Le château de Villeneuve, actuellement consacré à la création contemporaine, accueille des œuvres de la collection du couple italien Giuliana et Tommaso Setari. Carla Accardi, Marco Bagnoli, Bizhan Bassiri, Sophie Calle, Thierry De Cordier, Bruna Esposito, Luciano Fabro, Günther Förg, Pierre Huyghe, Mimmo Jodice, Jannis Kounellis, Bertrand Lavier, Sol LeWitt, Henri Matisse, Mario Merz, Giulio Paolini, Vettor Pisani, Michelangelo Pistoletto, Michael Rakowitz, Ettore Spalletti, Jana Sterbak, Franz West composent l’exposition d’été du Château de Villeneuve / Fondation E. Hugues. Des oeuvres issues de la collection de Giuliana et Tommaso Setari, grands voyageurs et « collectionneurs d’artistes »... Certaines oeuvres sont mises en regard et dialoguent avec la collection de Vence.

Grands voyageurs, les Setari ont vécu dans différentes parties du globe sans
jamais perdre leur identité italienne. Cela se ressent dans leur collection. L’intime profond est le monde qu’ils habitent. La collection est pour eux un voyage mental, une vision subjective du monde qui s’élabore en explorant sans cesse le terrain de la création. Ils sont exemplaires dans la relation qu’ils ont établi avec les artistes, mais aussi dans leur mode de vie avec les oeuvres.

Dans leur collection, chaque oeuvre est le souvenir d’un temps passé avec l’artiste, d’un repas, d’un séjour, d’une amitié de longue date, comme celle qu’ils partagent avec Michelangelo Pistoletto, qui les décrit comme des « collectionneurs d’artistes ».

La ligne directrice de l’exposition est l’accueil des oeuvres de la collection Setari, accompagnées par certaines oeuvres de la collection de Vence. Il s’agit d’une rencontre et d’un dialogue entre les oeuvres des deux collections.

Elles sont en effet toutes deux riches de créations réalisées par les mêmes artistes (Sol LeWitt, Giulio Paolini, Ettore Spalletti, Mimmo Jodice, Michelangelo Pistoletto).

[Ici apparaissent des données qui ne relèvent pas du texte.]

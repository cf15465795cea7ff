//! Quiz tally, time-weighted scoring and leaderboards.
//!
//! A correct answer earns half of `max_points` outright plus the other half
//! scaled by the share of the time limit still remaining:
//!
//! ```text
//! points = max/2 + (max - max/2) * (limit - latency) / limit      (correct)
//! points = 0                                                      (wrong)
//! ```

use std::collections::BTreeMap;

use serde::{Deserialize, Serialize};
use uuid::Uuid;

use super::{shape_mismatch, AggregateSnapshot, Reducer, Submission, Verdict};
use crate::answer::NormalizedAnswer;
use crate::error::LiveResult;

/// Points for a correct answer given `latency_ms` since the quiz opened.
pub fn quiz_points(max_points: u32, time_limit_ms: u64, latency_ms: u64) -> u32 {
    if time_limit_ms == 0 {
        return max_points;
    }
    let base = max_points / 2;
    let bonus_max = max_points - base;
    let remaining = time_limit_ms.saturating_sub(latency_ms);
    let bonus = (f64::from(bonus_max) * remaining as f64 / time_limit_ms as f64).round() as u32;
    base + bonus.min(bonus_max)
}

#[derive(Debug, Clone, PartialEq, Serialize, Deserialize)]
#[serde(rename_all = "camelCase")]
pub struct LeaderboardEntry {
    /// 1-based position.
    pub rank: usize,
    pub participant_id: Uuid,
    pub display_name: String,
    pub score: u32,
    pub correct_answers: u32,
    pub answered_at_ms: u64,
}

#[derive(Debug, Clone)]
struct QuizScore {
    display_name: String,
    points: u32,
    is_correct: bool,
    at_ms: u64,
}

#[derive(Debug, Clone)]
pub struct QuizTally {
    correct_option: usize,
    time_limit_ms: u64,
    max_points: u32,
    counts: Vec<u64>,
    scores: BTreeMap<Uuid, QuizScore>,
}

impl QuizTally {
    pub fn new(option_count: usize, correct_option: usize, time_limit_ms: u64, max_points: u32) -> Self {
        Self {
            correct_option,
            time_limit_ms,
            max_points,
            counts: vec![0; option_count],
            scores: BTreeMap::new(),
        }
    }

    pub fn time_limit_ms(&self) -> u64 {
        self.time_limit_ms
    }

    pub fn correct_option(&self) -> usize {
        self.correct_option
    }

    pub fn leaderboard(&self) -> Vec<LeaderboardEntry> {
        merge_leaderboards(std::iter::once(self))
    }
}

impl Reducer for QuizTally {
    fn fold(&mut self, sub: &Submission, answer: &NormalizedAnswer) -> LiveResult<Option<Verdict>> {
        let NormalizedAnswer::QuizOption { index, latency_ms } = answer else {
            return Err(shape_mismatch("quiz", answer));
        };
        let slot = self.counts.get_mut(*index).ok_or_else(|| shape_mismatch("quiz", answer))?;
        *slot += 1;

        let is_correct = *index == self.correct_option;
        let points = if is_correct {
            quiz_points(self.max_points, self.time_limit_ms, *latency_ms)
        } else {
            0
        };
        self.scores.insert(
            sub.participant_id,
            QuizScore {
                display_name: sub.display_name.clone(),
                points,
                is_correct,
                at_ms: sub.at_ms,
            },
        );
        Ok(Some(Verdict { is_correct, points: Some(points) }))
    }

    fn snapshot(&self) -> AggregateSnapshot {
        AggregateSnapshot::Quiz {
            option_counts: self.counts.clone(),
            correct_count: self.scores.values().filter(|s| s.is_correct).count() as u64,
            leaderboard: self.leaderboard(),
            total_responses: self.scores.len() as u64,
        }
    }
}

/// Sum scores across quizzes.
///
/// Order: score descending, then the earliest last answer, then participant
/// id so equal inputs always produce the same board.
pub(crate) fn merge_leaderboards<'a>(tallies: impl IntoIterator<Item = &'a QuizTally>) -> Vec<LeaderboardEntry> {
    let mut totals: BTreeMap<Uuid, LeaderboardEntry> = BTreeMap::new();
    for tally in tallies {
        for (id, score) in &tally.scores {
            let entry = totals.entry(*id).or_insert_with(|| LeaderboardEntry {
                rank: 0,
                participant_id: *id,
                display_name: score.display_name.clone(),
                score: 0,
                correct_answers: 0,
                answered_at_ms: 0,
            });
            entry.score += score.points;
            entry.correct_answers += u32::from(score.is_correct);
            if score.at_ms >= entry.answered_at_ms {
                entry.answered_at_ms = score.at_ms;
                entry.display_name = score.display_name.clone();
            }
        }
    }

    let mut board: Vec<LeaderboardEntry> = totals.into_values().collect();
    board.sort_by(|a, b| {
        b.score
            .cmp(&a.score)
            .then(a.answered_at_ms.cmp(&b.answered_at_ms))
            .then(a.participant_id.cmp(&b.participant_id))
    });
    for (i, entry) in board.iter_mut().enumerate() {
        entry.rank = i + 1;
    }
    board
}
//! Outbound events and their routing.
//!
//! The engine never touches connections. Each operation returns [`Effects`]:
//! a list of notices addressed to a [`Recipient`] plus transport [`Action`]s
//! the gateway must carry out (close a connection, arm a timer, tear the
//! room down).

use serde::{Deserialize, Serialize};
use uuid::Uuid;

use crate::aggregate::{AggregateSnapshot, LeaderboardEntry, Verdict};
use crate::answer::Answer;
use crate::error::{LiveError, Recovery};
use crate::runtime::QuizWindow;
use crate::session::{ParticipantStatus, RosterEntry};
use crate::slide::{PresentationInfo, PublicSlide, Slide};

/// Full participant view, sent on join, reconnect and lag resync.
#[derive(Debug, Clone, PartialEq, Serialize, Deserialize)]
#[serde(rename_all = "camelCase")]
pub struct SessionState {
    pub participant_id: Uuid,
    /// Presented with `participantId` to re-attach after a reconnect.
    pub resume_token: Uuid,
    pub status: ParticipantStatus,
    pub presentation: PresentationInfo,
    pub slide: Option<PublicSlide>,
    pub aggregate_snapshot: Option<AggregateSnapshot>,
    pub has_submitted: bool,
    pub submission_count: u32,
    /// The participant's own latest answer on the current slide.
    pub participant_response: Option<Answer>,
    pub quiz: Option<QuizWindow>,
    pub rejoined: bool,
}

/// Full presenter view, with unredacted slide settings.
#[derive(Debug, Clone, PartialEq, Serialize, Deserialize)]
#[serde(rename_all = "camelCase")]
pub struct PresenterState {
    pub presentation: PresentationInfo,
    pub slide: Option<Slide>,
    pub aggregate_snapshot: Option<AggregateSnapshot>,
    pub participants: Vec<RosterEntry>,
    pub quiz: Option<QuizWindow>,
}

/// Acknowledgement to a submitter.
#[derive(Debug, Clone, PartialEq, Serialize, Deserialize)]
#[serde(rename_all = "camelCase")]
pub struct Receipt {
    pub success: bool,
    pub slide_id: Uuid,
    pub submission_count: u32,
    /// No further submission will be accepted from this participant.
    pub has_submitted: bool,
    pub result: Option<Verdict>,
}

#[derive(Debug, Clone, PartialEq, Serialize, Deserialize)]
#[serde(rename_all = "camelCase")]
pub struct SlideResults {
    pub slide_id: Uuid,
    pub aggregate_snapshot: AggregateSnapshot,
}

#[derive(Debug, Clone, PartialEq, Serialize, Deserialize)]
#[serde(tag = "event", content = "data", rename_all = "kebab-case", rename_all_fields = "camelCase")]
pub enum Notice {
    JoinedPresentation(SessionState),
    PresentationNotLive {
        participant_id: Uuid,
        resume_token: Uuid,
        presentation: PresentationInfo,
        message: String,
    },
    PresentationLive {
        presentation: PresentationInfo,
        slide: Option<PublicSlide>,
        aggregate_snapshot: Option<AggregateSnapshot>,
    },
    PresentationStarted(PresenterState),
    SlideChanged {
        index: usize,
        slide: Option<PublicSlide>,
        aggregate_snapshot: Option<AggregateSnapshot>,
    },
    /// Per-participant submission flags for a slide revisited after a change.
    SubmissionState {
        slide_id: Uuid,
        has_submitted: bool,
        submission_count: u32,
        participant_response: Option<Answer>,
    },
    ResponseSubmitted(Receipt),
    ResponseUpdated(SlideResults),
    QnaQuestionSubmitted(Receipt),
    QnaUpdated(SlideResults),
    GuessSubmitted(Receipt),
    GuessUpdated(SlideResults),
    GuessReset {
        slide_id: Uuid,
    },
    QuizStarted {
        slide_id: Uuid,
        start_time: u64,
        time_limit: u64,
    },
    QuizAnswerSubmitted(Receipt),
    QuizResultsUpdated(SlideResults),
    QuizEnded {
        slide_id: Uuid,
        correct_option: usize,
        leaderboard: Vec<LeaderboardEntry>,
    },
    LeaderboardData {
        quiz_id: Option<Uuid>,
        leaderboard: Vec<LeaderboardEntry>,
    },
    VoteRecorded {
        slide_id: Uuid,
        response_id: String,
    },
    ResponsesLocked {
        slide_id: Uuid,
        locked: bool,
    },
    ParticipantListUpdated {
        participant_count: usize,
        participants: Vec<RosterEntry>,
    },
    PresentationEnded {
        presentation_id: Uuid,
        message: String,
    },
    KickedByPresenter {
        message: String,
    },
    Error {
        code: String,
        message: String,
        recovery: Recovery,
    },
    Pong {
        server_time: u64,
    },
}

impl Notice {
    pub fn error(err: &LiveError) -> Self {
        Self::Error {
            code: err.code().to_string(),
            message: err.to_string(),
            recovery: err.recovery(),
        }
    }

    /// Wire event name.
    pub fn event_name(&self) -> &'static str {
        match self {
            Self::JoinedPresentation(_) => "joined-presentation",
            Self::PresentationNotLive { .. } => "presentation-not-live",
            Self::PresentationLive { .. } => "presentation-live",
            Self::PresentationStarted(_) => "presentation-started",
            Self::SlideChanged { .. } => "slide-changed",
            Self::SubmissionState { .. } => "submission-state",
            Self::ResponseSubmitted(_) => "response-submitted",
            Self::ResponseUpdated(_) => "response-updated",
            Self::QnaQuestionSubmitted(_) => "qna-question-submitted",
            Self::QnaUpdated(_) => "qna-updated",
            Self::GuessSubmitted(_) => "guess-submitted",
            Self::GuessUpdated(_) => "guess-updated",
            Self::GuessReset { .. } => "guess-reset",
            Self::QuizStarted { .. } => "quiz-started",
            Self::QuizAnswerSubmitted(_) => "quiz-answer-submitted",
            Self::QuizResultsUpdated(_) => "quiz-results-updated",
            Self::QuizEnded { .. } => "quiz-ended",
            Self::LeaderboardData { .. } => "leaderboard-data",
            Self::VoteRecorded { .. } => "vote-recorded",
            Self::ResponsesLocked { .. } => "responses-locked",
            Self::ParticipantListUpdated { .. } => "participant-list-updated",
            Self::PresentationEnded { .. } => "presentation-ended",
            Self::KickedByPresenter { .. } => "kicked-by-presenter",
            Self::Error { .. } => "error",
            Self::Pong { .. } => "pong",
        }
    }

    /// Frames that describe one slide's live state. A client that has
    /// already seen a newer generation drops these.
    pub fn is_slide_scoped(&self) -> bool {
        matches!(
            self,
            Self::SubmissionState { .. }
                | Self::ResponseUpdated(_)
                | Self::QnaUpdated(_)
                | Self::GuessUpdated(_)
                | Self::GuessReset { .. }
                | Self::QuizStarted { .. }
                | Self::QuizResultsUpdated(_)
                | Self::ResponsesLocked { .. }
        )
    }
}

#[derive(Debug, Clone, Copy, PartialEq, Eq)]
pub enum Recipient {
    /// The connection that issued the command.
    Sender,
    /// Every connection in the presentation's room.
    Room,
    Presenter,
    Participant(Uuid),
}

#[derive(Debug, Clone, PartialEq)]
pub struct Dispatch {
    pub to: Recipient,
    pub notice: Notice,
}

/// Transport work requested by the engine.
#[derive(Debug, Clone, Copy, PartialEq, Eq)]
pub enum Action {
    /// Close the participant's connection after its pending notices.
    Disconnect(Uuid),
    /// Call `expire_quiz(slide_id, generation)` after `after_ms`.
    ScheduleQuizClose { slide_id: Uuid, generation: u64, after_ms: u64 },
    CancelQuizTimer,
    /// The presentation is over; drop the room.
    Teardown,
}

#[derive(Debug, Clone, Default, PartialEq)]
pub struct Effects {
    pub dispatches: Vec<Dispatch>,
    pub actions: Vec<Action>,
}

impl Effects {
    pub fn new() -> Self {
        Self::default()
    }

    pub fn send(&mut self, to: Recipient, notice: Notice) -> &mut Self {
        self.dispatches.push(Dispatch { to, notice });
        self
    }

    pub fn to_sender(&mut self, notice: Notice) -> &mut Self {
        self.send(Recipient::Sender, notice)
    }

    pub fn to_room(&mut self, notice: Notice) -> &mut Self {
        self.send(Recipient::Room, notice)
    }

    pub fn to_presenter(&mut self, notice: Notice) -> &mut Self {
        self.send(Recipient::Presenter, notice)
    }

    pub fn act(&mut self, action: Action) -> &mut Self {
        self.actions.push(action);
        self
    }

    pub fn is_empty(&self) -> bool {
        self.dispatches.is_empty() && self.actions.is_empty()
    }

    /// Notices addressed to `to`, in order.
    pub fn for_recipient(&self, to: Recipient) -> impl Iterator<Item = &Notice> {
        self.dispatches.iter().filter(move |d| d.to == to).map(|d| &d.notice)
    }
}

Certaines oeuvres de la collection de Vence se trouvent d’autre part en résonances thématiques avec celles de la collection Setari à l’exemple de Matisse.

Avec la constitution de la collection d’art moderne et contemporain de Vence, l’idée est née de programmer, outre les expositions monographiques et thématiques, une série d’expositions à partir de collections françaises et européennes. C’est ainsi que les collections de Jean Arp, d’Yvon Lambert, du musée d’art moderne et contemporain de Villeneuve d’Ascq, du musée d’art moderne et contemporain de Saint Étienne, du Vitra Design Museum… ont été tour à tour présentées.

Les collections fascinent souvent ! Qu’elles soient homogènes ou hétérogènes, exhaustives ou lacunaires, elles fascinent. Elles suscitent des interrogations. Quelles sont les intentions et les raisons qui président aux choix des œuvres, pourquoi les acquérir ? À quel niveau se situe la passion des collectionneurs, quels sont les rapports intimes avec l’oeuvre, avec l’artiste ? C’est précisément cette notion singulière et complexe de la démarche qui intéresse et qui interroge, car cette singularité révèle toute l’originalité et la subjectivité des regards, les désirs et les rêves.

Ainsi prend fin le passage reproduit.